Latin American history via Panama City's public art
Gallery & Museum Guide

More artists, fewer pirates expected at revived Portobelo Fair

by Eric Jackson

In centuries gone by, the gold and silver that the Spaniards stole from Peru was shipped to Panama Viejo, then transported on pack mules to the Atlantic side, where great convoys of Spanish Galleons would come with the trade winds to Portobelo with goods of all sorts to sell, then after the winds shifted head back to Spain loaded with precious metals. In between there would be great trade fairs, which reached their height at Portobelo.

The English Sea Dogs and other predators --- “pirates” to the Spanish, but often the crown’s “privateers” to the English --- would do their best to waylay the shipments headed for Europe. The bolder among the corsairs --- Francis Drake, Henry Morgan et al --- would attack the towns where the fairs were held. Nombre de Dios was more or less abandoned to the more easily defended Portobelo, but that too fell to raiders. Eventually the combination of rampant piracy and the diminishing flow of booty from the Andes turned Portobelo from a great and prosperous trading center into a sleepy and impoverished town.

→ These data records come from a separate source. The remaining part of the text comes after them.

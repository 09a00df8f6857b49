use std::sync::atomic::{AtomicBool, Ordering};

static SHUTDOWN_REQUESTED: AtomicBool = AtomicBool::new(false);

/// Install a SIGINT/SIGTERM handler that sets the shutdown flag. A second
/// signal while the flag is already set exits immediately.
pub fn install_signal_handler() {
    let _ = ctrlc::set_handler(move || {
        if SHUTDOWN_REQUESTED.load(Ordering::SeqCst) {
            std::process::exit(130);
        }
        SHUTDOWN_REQUESTED.store(true, Ordering::SeqCst);
        eprintln!("\ninterrupt received, cancelling...");
    });
}

pub fn shutdown_requested() -> bool {
    SHUTDOWN_REQUESTED.load(Ordering::SeqCst)
}

/// The flag polled by blocking operations that honour cancellation.
pub fn shutdown_flag() -> &'static AtomicBool {
    &SHUTDOWN_REQUESTED
}

#[cfg(test)]
mod tests {
    use super::*;

    #[test]
    fn flag_starts_clear() {
        assert!(!shutdown_requested());
        assert!(!shutdown_flag().load(Ordering::SeqCst));
    }
}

But in recent years Portobelo has been a growing tourist attraction and Afro-Panamanian cultural center, a place that’s jam-packed every October 21 for the Festival of the Black Christ and draws people from around the world for the Diablos and Congos Festival.

So wouldn’t you know, Portobelo is reviving its old fairs --- or sort of.

Arturo Lindsay, a Panamanian professor at Spelman College in Atlanta, Photographer Sandra Eleta (who’s a prime mover behind the Diablos and Congos Festivals) and Roberto Enrique King of the Fundacion Alterarte are now organizing the modern Portobelo Fairs as international artists’s summits. The first of them took place in 2003, and the next one will take place in Portobelo starting on June 4. There will be a wide variety of plastic and performing arts, and those artist who wish to participate still have until May 29 to sign up.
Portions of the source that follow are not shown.